何度やっても変わらなかった。わかっていなかったわけじゃない。工夫だってしてきたつもりだ。徹夜続きの努力もいとわなかった。通せなかった義理に心を痛めたこともある。それでも、足が出てしまう。
スーツの袖をまくり、唐沢博彦は両手を頭の後ろで組んだ。父の代から続く眼鏡屋の跡を継いだのが7年前になる。その翌年に発生した世界的なマネーショックは、小さな眼鏡屋の経営には波及しなかった。今度もそんな風に。という考えは至らないものなのだろうか、こめかみを挟んで重い眼鏡を、私は洗浄機に放り込んだ。
気泡が浮いてくるのを眺めるのが好きだ。
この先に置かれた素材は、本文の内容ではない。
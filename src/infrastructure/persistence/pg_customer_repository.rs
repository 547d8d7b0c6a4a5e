//! PostgreSQL implementation of the customer repository.

use async_trait::async_trait;
use chrono::{DateTime, Utc};
use sqlx::PgPool;
use std::sync::Arc;

use crate::domain::entities::Customer;
use crate::domain::repositories::CustomerRepository;
use crate::error::AppError;

/// PostgreSQL repository for the customer table.
pub struct PgCustomerRepository {
    pool: Arc<PgPool>,
}

impl PgCustomerRepository {
    /// Creates a new repository with a database connection pool.
    pub fn new(pool: Arc<PgPool>) -> Self {
        Self { pool }
    }
}

#[derive(sqlx::FromRow)]
struct CustomerRow {
    id: i64,
    name: String,
    email: String,
    created_at: DateTime<Utc>,
}

impl From<CustomerRow> for Customer {
    fn from(row: CustomerRow) -> Self {
        Customer::new(row.id, row.name, row.email, row.created_at)
    }
}

#[async_trait]
impl CustomerRepository for PgCustomerRepository {
    async fn find_all(&self) -> Result<Vec<Customer>, AppError> {
        let rows = sqlx::query_as::<_, CustomerRow>(
            "SELECT id, name, email, created_at FROM customers ORDER BY id",
        )
        .fetch_all(self.pool.as_ref())
        .await?;

        Ok(rows.into_iter().map(Customer::from).collect())
    }

    async fn count(&self) -> Result<i64, AppError> {
        let count = sqlx::query_scalar::<_, i64>("SELECT COUNT(*) FROM customers")
            .fetch_one(self.pool.as_ref())
            .await?;

        Ok(count)
    }
}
これを見るたびに、ドクターフィッシュを思い出す。ぬるくした足湯に入ると、小魚が寄ってきて、足をついばむのだ。足の角質が食べられることで艶が出ると、彼女が言ったのだ。
彼女の名前は智子という。父の店を継ぐ前、眼鏡商社で働いていたころから付き合っている。
「ちょっと旅行いこうよ」
と言われたから、少ない休みを取り、草津にある奇妙なテーマパークへ行った。いざ足を、となるや彼女は、
「意外とエグイね」
と通り過ぎてしまった。しかし意固地になった私は、彼女がどこかへ行くのを放って、お金を払ったのだった。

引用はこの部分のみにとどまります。